This study failed to demonstrate a learning advantage provided by readily accessible educational materials on a hospital's information system. Although it seems obvious that ready access to learning resources during times of patient contact would improve students' knowledge base, this apparent advantage was not reflected in their performance on examinations. In spite of investment of a great amount of time and energy on the part of the investigators, this is a negative study.
An immediate concern is the statistical validity of the study; specifically, were there enough subjects and what was the likelihood of a type II error? For sample size analysis, the following assumptions were made: expected effect size, 10 percent; expected standard deviation on mean for both groups combined, 10 percent; significance level (alpha), 0.05; power (beta), 0.80; and proportion of participants in each group, 0.50. Using these figures, the minimum number of subjects needed for the study would be 32 (16 in each group). The actual study had 45 participants, so sample size was adequate. With each group achieving an identical score of 65 percent on the post-rotation examination, the chance of a type II error (accepting the null hypothesis when it is, in fact, false) was small.
Another potential flaw in the study design was the lack of randomization of the subjects. Perhaps the students in the control group who chose the hospital without an information system were brighter or more independent learners. Also, prior computer experience was not measured between the two groups and may have been a source of bias.
Another concern was the reliability and validity of the instrumentation—in this study, the multiple-choice examinations. The two examinations used to measure the students' knowledge of surgery were developed a year prior to the study and tested on a different group of final-year medical students. These students had scores similar to those of the students participating in the study; the few questions that were determined to be too easy or too difficult were discarded to provide a more reliable examination.
Despite these precautions, the multiple-choice examinations may not have been an appropriate method of determining differences in knowledge. Book learning and examination performance do not always correlate with achievement in real-life situations, and the students in the treatment group may have developed into superior clinicians. However, this skill may not have been captured in the examination format used to assess student knowledge.

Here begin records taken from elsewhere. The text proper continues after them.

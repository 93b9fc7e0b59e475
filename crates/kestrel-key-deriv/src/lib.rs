//! Deterministic, invoice-number based key derivation.
//!
//! A single root secp256k1 key fans out into an unbounded family of
//! per-context keys, scoped by a [`Protocol`], a key identifier and a
//! [`Counterparty`]. The canonical label for a context is its *invoice
//! number*, `"{securityLevel}-{normalisedName}-{keyID}"`, which is the sole
//! domain separator between derivations: same label, same root, same
//! counterparty — same key.
//!
//! - [`invoice`] builds and validates invoice numbers.
//! - [`deriver`] derives public, private and symmetric child keys.
//! - [`cache`] memoises derivations behind a bounded LRU.

pub mod cache;
pub mod deriver;
pub mod invoice;
mod types;

pub use cache::{CachedKeyDeriver, DEFAULT_CACHE_CAPACITY};
pub use deriver::{DerivationError, KeyDeriver};
pub use invoice::{compute_invoice_number, InvoiceError};
pub use types::{Counterparty, Protocol, SecurityLevel};
//! The proto-wallet operations.

use k256::SecretKey;
use kestrel_key_deriv::{CachedKeyDeriver, Counterparty};
use kestrel_primitives::{
    anyone_secret_key,
    hashes::{hmac_sha256, sha256, verify_hmac_sha256},
    sign_prehash_der, verify_prehash_der,
};

use crate::{
    args::{
        CreateHmacArgs, CreateHmacResult, CreateSignatureArgs, CreateSignatureResult, DecryptArgs,
        DecryptResult, EncryptArgs, EncryptResult, GetPublicKeyArgs, GetPublicKeyResult,
        VerifyHmacArgs, VerifyHmacResult, VerifySignatureArgs, VerifySignatureResult,
    },
    error::WalletError,
};

/// A wallet capable of the foundational cryptographic operations: key
/// derivation, signatures, encryption and HMACs.
///
/// Each operation resolves an uninitialised counterparty to its
/// per-operation default, derives the appropriate key (through the LRU
/// cache), and delegates to a curve or cipher primitive. The per-operation
/// defaults differ — notably signing defaults to `Anyone` while
/// verification defaults to the holder themself — and are part of the
/// compatibility surface.
pub struct ProtoWallet {
    key_deriver: CachedKeyDeriver,
}

impl ProtoWallet {
    /// Build a proto-wallet over a root private key.
    pub fn new(root: SecretKey) -> Self {
        Self {
            key_deriver: CachedKeyDeriver::new(root, 0),
        }
    }

    /// Build a proto-wallet over the well-known "anyone" key (scalar 1).
    pub fn anyone() -> Self {
        Self::new(anyone_secret_key())
    }

    /// Build a proto-wallet over an existing caching deriver.
    pub fn from_deriver(key_deriver: CachedKeyDeriver) -> Self {
        Self { key_deriver }
    }

    /// Return the identity public key, or a derived public key for a
    /// `(protocol, keyID, counterparty)` context.
    pub fn get_public_key(
        &self,
        args: GetPublicKeyArgs,
        _originator: &str,
    ) -> Result<GetPublicKeyResult, WalletError> {
        if args.identity_key {
            return Ok(GetPublicKeyResult {
                public_key: *self.key_deriver.root_public_key(),
            });
        }

        if args.protocol.name.is_empty() || args.key_id.is_empty() {
            return Err(WalletError::MissingContext);
        }

        let counterparty = defaulted(args.counterparty, Counterparty::Myself);
        let public_key = self.key_deriver.derive_public(
            &args.protocol,
            &args.key_id,
            &counterparty,
            args.for_self,
        )?;
        Ok(GetPublicKeyResult { public_key })
    }

    /// Seal a message under the context's symmetric key.
    pub fn encrypt(&self, args: EncryptArgs, _originator: &str) -> Result<EncryptResult, WalletError> {
        let counterparty = defaulted(args.counterparty, Counterparty::Myself);
        let key = self
            .key_deriver
            .derive_symmetric(&args.protocol, &args.key_id, &counterparty)?;
        let ciphertext = key.encrypt(&args.plaintext)?;
        Ok(EncryptResult { ciphertext })
    }

    /// Open a message sealed under the context's symmetric key.
    pub fn decrypt(&self, args: DecryptArgs, _originator: &str) -> Result<DecryptResult, WalletError> {
        let counterparty = defaulted(args.counterparty, Counterparty::Myself);
        let key = self
            .key_deriver
            .derive_symmetric(&args.protocol, &args.key_id, &counterparty)?;
        let plaintext = key.decrypt(&args.ciphertext)?;
        Ok(DecryptResult { plaintext })
    }

    /// ECDSA-sign a message (or a directly supplied 32-byte digest) with
    /// the context's derived private key.
    pub fn create_signature(
        &self,
        args: CreateSignatureArgs,
        _originator: &str,
    ) -> Result<CreateSignatureResult, WalletError> {
        let digest = signing_digest(&args.data, args.hash_to_directly_sign.as_deref())?;

        let counterparty = defaulted(args.counterparty, Counterparty::Anyone);
        let private_key =
            self.key_deriver
                .derive_private(&args.protocol, &args.key_id, &counterparty)?;
        let signature = sign_prehash_der(&private_key, &digest)?;
        Ok(CreateSignatureResult { signature })
    }

    /// Verify an ECDSA signature against the context's derived public key.
    ///
    /// Success is the only `Ok`: a failed check is
    /// [`WalletError::SignatureInvalid`], never `valid: false`.
    pub fn verify_signature(
        &self,
        args: VerifySignatureArgs,
        _originator: &str,
    ) -> Result<VerifySignatureResult, WalletError> {
        let digest = signing_digest(&args.data, args.hash_to_directly_verify.as_deref())?;

        let counterparty = defaulted(args.counterparty, Counterparty::Myself);
        let public_key = self.key_deriver.derive_public(
            &args.protocol,
            &args.key_id,
            &counterparty,
            args.for_self,
        )?;

        if !verify_prehash_der(&public_key, &digest, &args.signature) {
            return Err(WalletError::SignatureInvalid);
        }
        Ok(VerifySignatureResult { valid: true })
    }

    /// HMAC-SHA-256 a message under the context's symmetric key.
    pub fn create_hmac(
        &self,
        args: CreateHmacArgs,
        _originator: &str,
    ) -> Result<CreateHmacResult, WalletError> {
        let counterparty = defaulted(args.counterparty, Counterparty::Myself);
        let key = self
            .key_deriver
            .derive_symmetric(&args.protocol, &args.key_id, &counterparty)?;
        let hmac = hmac_sha256(key.as_bytes(), &args.data);
        Ok(CreateHmacResult { hmac })
    }

    /// Check an HMAC-SHA-256 tag in constant time.
    ///
    /// A mismatch is reported as `valid: false` without an error.
    pub fn verify_hmac(
        &self,
        args: VerifyHmacArgs,
        _originator: &str,
    ) -> Result<VerifyHmacResult, WalletError> {
        let counterparty = defaulted(args.counterparty, Counterparty::Myself);
        let key = self
            .key_deriver
            .derive_symmetric(&args.protocol, &args.key_id, &counterparty)?;
        let valid = verify_hmac_sha256(key.as_bytes(), &args.data, &args.hmac);
        Ok(VerifyHmacResult { valid })
    }
}

impl std::fmt::Debug for ProtoWallet {
    fn fmt(&self, f: &mut std::fmt::Formatter<'_>) -> std::fmt::Result {
        f.debug_struct("ProtoWallet")
            .field("identity", self.key_deriver.root_public_key())
            .finish_non_exhaustive()
    }
}

/// Substitute the per-operation default for an uninitialised counterparty.
fn defaulted(counterparty: Counterparty, default: Counterparty) -> Counterparty {
    match counterparty {
        Counterparty::Uninitialized => default,
        other => other,
    }
}

/// Resolve the digest to sign or verify: a directly supplied 32-byte hash
/// wins; otherwise SHA-256 of `data`. Both absent is [`WalletError::NoPayload`].
fn signing_digest(data: &[u8], direct_hash: Option<&[u8]>) -> Result<[u8; 32], WalletError> {
    match direct_hash {
        Some(hash) if !hash.is_empty() => hash
            .try_into()
            .map_err(|_| WalletError::HashLengthInvalid(hash.len())),
        _ if data.is_empty() => Err(WalletError::NoPayload),
        _ => Ok(sha256(data)),
    }
}

#[cfg(test)]
mod tests {
    use super::*;

    #[test]
    fn digest_prefers_direct_hash() {
        let hash = [7u8; 32];
        let resolved = signing_digest(b"data", Some(&hash)).unwrap();
        assert_eq!(resolved, hash);
    }

    #[test]
    fn digest_hashes_data() {
        assert_eq!(signing_digest(b"data", None).unwrap(), sha256(b"data"));
    }

    #[test]
    fn digest_rejects_empty_payload() {
        assert!(matches!(
            signing_digest(b"", None),
            Err(WalletError::NoPayload)
        ));
        // An empty direct hash does not count as supplied.
        assert!(matches!(
            signing_digest(b"", Some(&[])),
            Err(WalletError::NoPayload)
        ));
    }

    #[test]
    fn digest_rejects_wrong_hash_length() {
        assert!(matches!(
            signing_digest(b"", Some(&[0u8; 31])),
            Err(WalletError::HashLengthInvalid(31))
        ));
    }
}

Perhaps the primary learning environment at the Foothills Hospital, even when supplemented by computer information, was inadequate to enhance learning over that of the control group. For example, it is suggested that educators should consider four critical tasks to enhance learning.13
To be effective, educators must first select situations that will engage the learner in complex, realistic, problem-centered activities that will support the desired knowledge to be acquired and applied. Perhaps the students did not have an opportunity to actually apply the newly acquired information, thus reducing its utility.
Second, educators must provide a scaffold for learners; that is, the educator must know the type and intensity of guidance necessary to help the learner master the knowledge and skills. Perhaps follow-up and challenge to the newly acquired knowledge were inadequate.
Third, as the computer was the main vehicle for the dissemination of this information to the treatment group, the educators needed to recast their roles from content transmitters to facilitators of learning by tracking progress, assessing students, providing appropriate challenges, and encouraging reflection. The last task is to model the appropriate behaviors and provide adequate support for the intellectual growth of the learner. Students should have an opportunity to observe how instructors solve problems and use the information in the appropriate treatment and care of their patients. In summary, the tools for enhancing student learning include discussion, reflection, evaluation, and validation from a medical learning perspective. Any one or all of these steps could have been insufficient at the Foothills Hospital to foster the desired growth.
As a comforting afterthought, we speculate that, although performance on the end-of-rotation examination was the same for the two groups, the online educational materials may have facilitated learning. The Foothills group may have been able to accumulate the same knowledge as the control group with the expenditure of far less time or energy. Students expressed a great deal of enthusiasm during the project, and the screens were left in place after completion of the study. Five years later, the same order sets and educational materials are still used by new groups of medical students.
Most hospital computers have humble roots in financial and accounting systems. Only relatively recently have clinical applications been developed to aid physicians in the care of patients. The next step in the evolution of the hospital information system will be to utilize the system for education of members of the health care team. The appeal of placing instructional materials on the hospital's computer system seems logical—clinicians can hone their craft and educate themselves with minimal effort during the execution of their daily duties.
Three trends in computing are converging. Personal computers and larger systems continue to offer improved performance at less cost, health organizations are constructing huge databases to serve as rich repositories of patient information, and medical education is becoming increasingly digitalized. Medical educators, who have the responsibility for training the next generation of physicians, must recognize the changing role of the hospital information system as it emerges from its historical financial roots and matures into sophisticated clinical applications. The ready availability of such powerful information systems in our hospitals invites the creative educator to exploit their full educational potential. The failure of this study should not deter educators and informaticians from pursuing the inevitable merger of educational software and patient care systems.